COVID-19 cases seem to be trending down in Southwest Florida, but hospital systems told Fox 4 they're still seeing more kids with the virus.
The Lee County School District is allowing parents to opt kids out of its mask mandate, and other districts in Southwest Florida are not requiring masks. With the decision to wear masks up to kids and their parents, health experts said your child may deal with "mask shaming."
"We are now seeing more and more children get infected and get sick," Dr. Frank Esper, a Pediatric Infectious Disease Specialist for Cleveland Clinic Children's, said.
Dr. Esper said it's important to follow the Centers for Disease Control and Prevention's guidelines to protect your kids from the virus. One of those recommendations is vaccinating kids who are 12 and older. Dr. Esper understands parents' hesitations about the shot, but said it's the best line of defense for your child.
"These vaccines have shown to be very effective and very safe in children. We watch everybody very closely to make sure there are no severe side effects. But we can tell you that the infection is very severe, so when we balance the benefits and risks, the benefits far outweigh the risk," he said.

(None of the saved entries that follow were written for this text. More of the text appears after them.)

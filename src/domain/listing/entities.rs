pub use super::value_objects::{AssetId, LogoUrl, MarketCap, PercentChange, Price};
use serde::{Deserialize, Serialize};

/// USD quote attached to an asset.
#[derive(Debug, Clone, Copy, PartialEq, Serialize, Deserialize)]
pub struct Quote {
    pub price: Price,
    pub percent_change_24h: PercentChange,
    pub percent_change_7d: PercentChange,
    pub market_cap: MarketCap,
}

impl Quote {
    pub fn new(
        price: f64,
        percent_change_24h: f64,
        percent_change_7d: f64,
        market_cap: f64,
    ) -> Self {
        Self {
            price: Price::new(price),
            percent_change_24h: PercentChange::new(percent_change_24h),
            percent_change_7d: PercentChange::new(percent_change_7d),
            market_cap: MarketCap::new(market_cap),
        }
    }
}

/// Domain entity - one listed cryptocurrency.
///
/// Immutable once fetched; a refresh replaces the whole collection.
#[derive(Debug, Clone, PartialEq, Serialize, Deserialize)]
pub struct Asset {
    pub id: AssetId,
    pub name: String,
    pub symbol: String,
    pub logo: LogoUrl,
    pub quote: Quote,
}

impl Asset {
    pub fn new(id: AssetId, name: impl Into<String>, symbol: impl Into<String>, quote: Quote) -> Self {
        Self {
            id,
            name: name.into(),
            symbol: symbol.into(),
            logo: LogoUrl::default(),
            quote,
        }
    }

    pub fn with_logo(mut self, logo: LogoUrl) -> Self {
        self.logo = logo;
        self
    }

    pub fn has_logo(&self) -> bool {
        !self.logo.is_empty()
    }

    /// `Bitcoin (BTC)`
    pub fn title(&self) -> String {
        format!("{} ({})", self.name, self.symbol)
    }
}
//! Browser-backed implementations of the domain ports.

use wasm_bindgen::JsValue;

use crate::domain::chart::NoiseSource;
use crate::domain::logging::{LogEntry, LogLevel, Logger, TimeProvider, get_time_provider};

/// Writes entries to the browser console, dropping anything below `min_level`.
pub struct ConsoleLogger {
    min_level: LogLevel,
}

impl ConsoleLogger {
    pub fn new(min_level: LogLevel) -> Self {
        Self { min_level }
    }

    pub fn new_production() -> Self {
        Self::new(LogLevel::Info)
    }

    pub fn new_development() -> Self {
        Self::new(LogLevel::Debug)
    }

    pub fn min_level(&self) -> LogLevel {
        self.min_level
    }
}

impl Logger for ConsoleLogger {
    fn log(&self, entry: LogEntry) {
        if entry.level < self.min_level {
            return;
        }
        let line = JsValue::from(entry.format_line(get_time_provider()));
        match entry.level {
            LogLevel::Trace | LogLevel::Debug => web_sys::console::debug_1(&line),
            LogLevel::Info => web_sys::console::info_1(&line),
            LogLevel::Warn => web_sys::console::warn_1(&line),
            LogLevel::Error => web_sys::console::error_1(&line),
        }
    }
}

/// Wall clock from `Date.now()`, formatted as local `HH:MM:SS.mmm`.
#[derive(Default)]
pub struct BrowserTimeProvider;

impl BrowserTimeProvider {
    pub fn new() -> Self {
        Self
    }
}

impl TimeProvider for BrowserTimeProvider {
    fn current_timestamp(&self) -> u64 {
        js_sys::Date::now() as u64
    }

    fn format_timestamp(&self, timestamp: u64) -> String {
        let date = js_sys::Date::new(&(timestamp as f64).into());
        format!(
            "{:02}:{:02}:{:02}.{:03}",
            date.get_hours(),
            date.get_minutes(),
            date.get_seconds(),
            date.get_milliseconds()
        )
    }
}

/// `Math.random()`.
#[derive(Default)]
pub struct BrowserNoise;

impl NoiseSource for BrowserNoise {
    fn next_unit(&mut self) -> f64 {
        js_sys::Math::random()
    }
}
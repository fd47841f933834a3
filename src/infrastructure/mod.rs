pub mod http;
pub mod rendering;
pub mod services;
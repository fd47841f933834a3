use crate::domain::errors::NetworkResult;
use crate::domain::listing::{Asset, AssetId, LogoMap};

/// Source of listings and logo metadata.
///
/// Futures are not `Send`: everything runs on the browser's single thread.
#[allow(async_fn_in_trait)]
pub trait ListingRepository {
    /// Latest listings, logos still empty.
    async fn fetch_listings(&self) -> NetworkResult<Vec<Asset>>;

    /// Logo URLs for the given ids.
    async fn fetch_logos(&self, ids: &[AssetId]) -> NetworkResult<LogoMap>;
}
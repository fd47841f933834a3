use crypto_listing_wasm::domain::listing::{AssetId, ListingEnrichmentService};
use crypto_listing_wasm::infrastructure::http::{InfoResponse, ListingsResponse};

const LISTINGS: &str = r#"{
    "status": { "error_code": 0 },
    "data": [
        {
            "id": 1,
            "name": "Bitcoin",
            "symbol": "BTC",
            "slug": "bitcoin",
            "quote": { "USD": {
                "price": 64123.456,
                "percent_change_24h": 1.2345,
                "percent_change_7d": -3.5,
                "market_cap": 1263000000000.5
            } }
        },
        {
            "id": 1027,
            "name": "Ethereum",
            "symbol": "ETH",
            "quote": { "USD": {
                "price": 3100.0,
                "percent_change_24h": -0.5,
                "percent_change_7d": null,
                "market_cap": null
            } }
        }
    ]
}"#;

const INFO: &str = r#"{
    "data": {
        "1": { "logo": "https://s2.coinmarketcap.com/static/img/coins/64x64/1.png", "name": "Bitcoin" },
        "1027": { "logo": null }
    }
}"#;

#[test]
fn decodes_listings_and_defaults_missing_numbers() {
    let response: ListingsResponse = serde_json::from_str(LISTINGS).unwrap();
    let assets = response.into_assets();

    assert_eq!(assets.len(), 2);
    assert_eq!(assets[0].id, AssetId::from(1));
    assert_eq!(assets[0].quote.price.value(), 64123.456);
    assert_eq!(assets[0].quote.percent_change_7d.value(), -3.5);
    assert_eq!(assets[1].quote.percent_change_7d.value(), 0.0);
    assert_eq!(assets[1].quote.market_cap.value(), 0.0);
    assert!(assets.iter().all(|a| a.logo.is_empty()));
}

#[test]
fn merges_logos_by_id() {
    let assets = serde_json::from_str::<ListingsResponse>(LISTINGS).unwrap().into_assets();
    let logos = serde_json::from_str::<InfoResponse>(INFO).unwrap().into_logo_map();

    let merged = ListingEnrichmentService::merge_logos(assets, &logos);
    assert_eq!(merged[0].logo.as_str(), "https://s2.coinmarketcap.com/static/img/coins/64x64/1.png");
    assert_eq!(merged[1].logo.as_str(), "");
}

#[test]
fn malformed_listing_is_a_decode_error() {
    let broken = r#"{ "data": [ { "id": 1, "name": "Bitcoin", "symbol": "BTC", "quote": {} } ] }"#;
    assert!(serde_json::from_str::<ListingsResponse>(broken).is_err());
}
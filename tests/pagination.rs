use crypto_listing_wasm::domain::pagination::{PAGE_SIZE, Paginator};
use quickcheck_macros::quickcheck;

#[quickcheck]
fn total_pages_is_ceiling(len: u16) -> bool {
    let len = len as usize;
    Paginator::default().total_pages(len) == (len + PAGE_SIZE - 1) / PAGE_SIZE
}

#[quickcheck]
fn every_page_but_the_last_is_full(len: u8, page: u8) -> bool {
    let items: Vec<u8> = (0..len).collect();
    let mut paginator = Paginator::default();
    let total = paginator.total_pages(items.len());
    if !paginator.go_to_page(page as usize, items.len()) {
        return paginator.page() == 1;
    }
    let slice = paginator.slice(&items);
    let expected = if paginator.page() < total {
        PAGE_SIZE
    } else if items.len() % PAGE_SIZE == 0 {
        PAGE_SIZE
    } else {
        items.len() % PAGE_SIZE
    };
    slice.len() == expected && slice.first() == items.get((paginator.page() - 1) * PAGE_SIZE)
}

#[quickcheck]
fn out_of_range_requests_are_ignored(len: u8) -> bool {
    let len = len as usize;
    let mut paginator = Paginator::default();
    let total = paginator.total_pages(len);
    !paginator.go_to_page(0, len) && !paginator.go_to_page(total + 1, len) && paginator.page() == 1
}

#[test]
fn twelve_items_walkthrough() {
    let items: Vec<u32> = (0..12).collect();
    let mut paginator = Paginator::default();

    assert_eq!(paginator.page(), 1);
    assert_eq!(paginator.slice(&items), &items[0..5]);

    assert!(paginator.go_to_page(3, items.len()));
    assert_eq!(paginator.slice(&items), &items[10..12]);

    assert!(!paginator.go_to_page(4, items.len()));
    assert_eq!(paginator.page(), 3);
}

#[test]
fn prev_and_next_stop_at_bounds() {
    let mut paginator = Paginator::default();
    assert!(!paginator.prev(12));
    assert!(paginator.next(12));
    assert!(paginator.next(12));
    assert!(!paginator.next(12));
    assert_eq!(paginator.page(), 3);
    assert!(paginator.has_prev());
    assert!(!paginator.has_next(12));
}
use leptos::*;
use wasm_bindgen::prelude::*;

use crate::domain::logging::{LogComponent, get_logger};

pub mod app;
pub mod application;
pub mod domain;
pub mod infrastructure;
pub mod view_state;

/// Wire up logging and mount the dashboard.
#[wasm_bindgen(start)]
pub fn initialize() {
    console_error_panic_hook::set_once();

    let console_logger = Box::new(infrastructure::services::ConsoleLogger::new_development());
    domain::logging::init_logger(console_logger);

    let browser_time_provider = Box::new(infrastructure::services::BrowserTimeProvider::new());
    domain::logging::init_time_provider(browser_time_provider);

    get_logger().info(LogComponent::Presentation("Initialize"), "Mounting crypto listing dashboard");

    mount_to_body(app::App);
}
use crypto_listing_wasm::domain::chart::{ChartFilter, ChartSynthesizer, NoiseSource};
use quickcheck_macros::quickcheck;
use strum::IntoEnumIterator;

/// Replays the given samples in a loop.
struct ReplayNoise {
    samples: Vec<f64>,
    cursor: usize,
}

impl ReplayNoise {
    fn new(samples: Vec<f64>) -> Self {
        Self { samples, cursor: 0 }
    }
}

impl NoiseSource for ReplayNoise {
    fn next_unit(&mut self) -> f64 {
        if self.samples.is_empty() {
            return 0.5;
        }
        let value = self.samples[self.cursor % self.samples.len()];
        self.cursor += 1;
        value
    }
}

fn unit(raw: u32) -> f64 {
    raw as f64 / (u32::MAX as f64 + 1.0)
}

#[test]
fn day_series_has_hourly_labels() {
    let mut noise = ReplayNoise::new(vec![0.5]);
    let series = ChartSynthesizer::generate(ChartFilter::Day, "BTC", 100.0, &mut noise);

    assert_eq!(series.len(), 24);
    let labels: Vec<&str> = series.labels().collect();
    assert_eq!(labels.first(), Some(&"1h"));
    assert_eq!(labels.last(), Some(&"24h"));
    assert_eq!(series.title, "BTC 24h Price Trend");
    assert!(series.is_synthetic());
}

#[test]
fn week_series_has_daily_labels() {
    let mut noise = ReplayNoise::new(vec![0.5]);
    let series = ChartSynthesizer::generate(ChartFilter::Week, "BTC", 100.0, &mut noise);

    assert_eq!(series.len(), 7);
    let labels: Vec<&str> = series.labels().collect();
    assert_eq!(labels, ["Day 1", "Day 2", "Day 3", "Day 4", "Day 5", "Day 6", "Day 7"]);
}

#[test]
fn extremes_hit_the_fluctuation_bound() {
    let mut noise = ReplayNoise::new(vec![0.0, 1.0]);
    let series = ChartSynthesizer::generate(ChartFilter::Week, "ETH", 100.0, &mut noise);
    let values: Vec<f64> = series.values().collect();

    assert!((values[0] - 97.5).abs() < 1e-9);
    assert!((values[1] - 102.5).abs() < 1e-9);
}

#[test]
fn each_call_draws_new_noise() {
    let mut noise = ReplayNoise::new(vec![0.1, 0.3, 0.6, 0.8, 0.9]);
    let first = ChartSynthesizer::generate(ChartFilter::Week, "ETH", 100.0, &mut noise);
    let second = ChartSynthesizer::generate(ChartFilter::Week, "ETH", 100.0, &mut noise);
    assert_ne!(first.points, second.points);
}

#[quickcheck]
fn values_stay_within_half_the_fluctuation(samples: Vec<u32>, price: u32) -> bool {
    let base = price as f64 / 100.0;
    let samples = samples.into_iter().map(unit).collect::<Vec<_>>();

    ChartFilter::iter().all(|filter| {
        let mut noise = ReplayNoise::new(samples.clone());
        let series = ChartSynthesizer::generate(filter, "X", base, &mut noise);
        let bound = ChartSynthesizer::max_deviation(filter, base) + base * 1e-12 + 1e-9;
        series.len() == filter.point_count() && series.values().all(|v| (v - base).abs() <= bound)
    })
}

#[test]
fn filter_constants() {
    assert_eq!(ChartFilter::default(), ChartFilter::Day);
    assert_eq!(ChartFilter::Day.to_string(), "24h");
    assert_eq!(ChartFilter::Week.to_string(), "7d");
    assert_eq!(ChartFilter::Day.fluctuation(), 0.02);
    assert_eq!(ChartFilter::Week.fluctuation(), 0.05);
    assert_eq!(ChartFilter::Week.button_label(), "7 Days");
}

Whether vaccinated or not, the CDC recommends social distancing and wearing masks in school. If your child does decide to wear a mask, they may worry about getting teased by other kids. Dr. Vanessa Jensen, a Pediatric Psychologist for Cleveland Clinic Children's has some advice.
"I think parents can do a lot to help their kids understand – and maybe this is a good thing in a bad wrapping, teaching kids early that people have different opinions and every family is different," Dr. Jensen said.
She said parents can coach their kids on how to respond. A child can simply say their parent wants them to wear a mask because they think it's safe. She said if your child asks questions about why they have to wear a mask, explain it in a way they can understand. She said another tip is to model good behavior for your kids; if they see you are accepting and respectful of other people's opinions, they are more likely to be as well.
"And if kids don't want to wear masks and they say my family says it's okay not to do, kids can say okay, that's your family's choice. I respect that. We can still be friends. We can still play. We don't have to make everything into a big deal," Dr. Jensen said.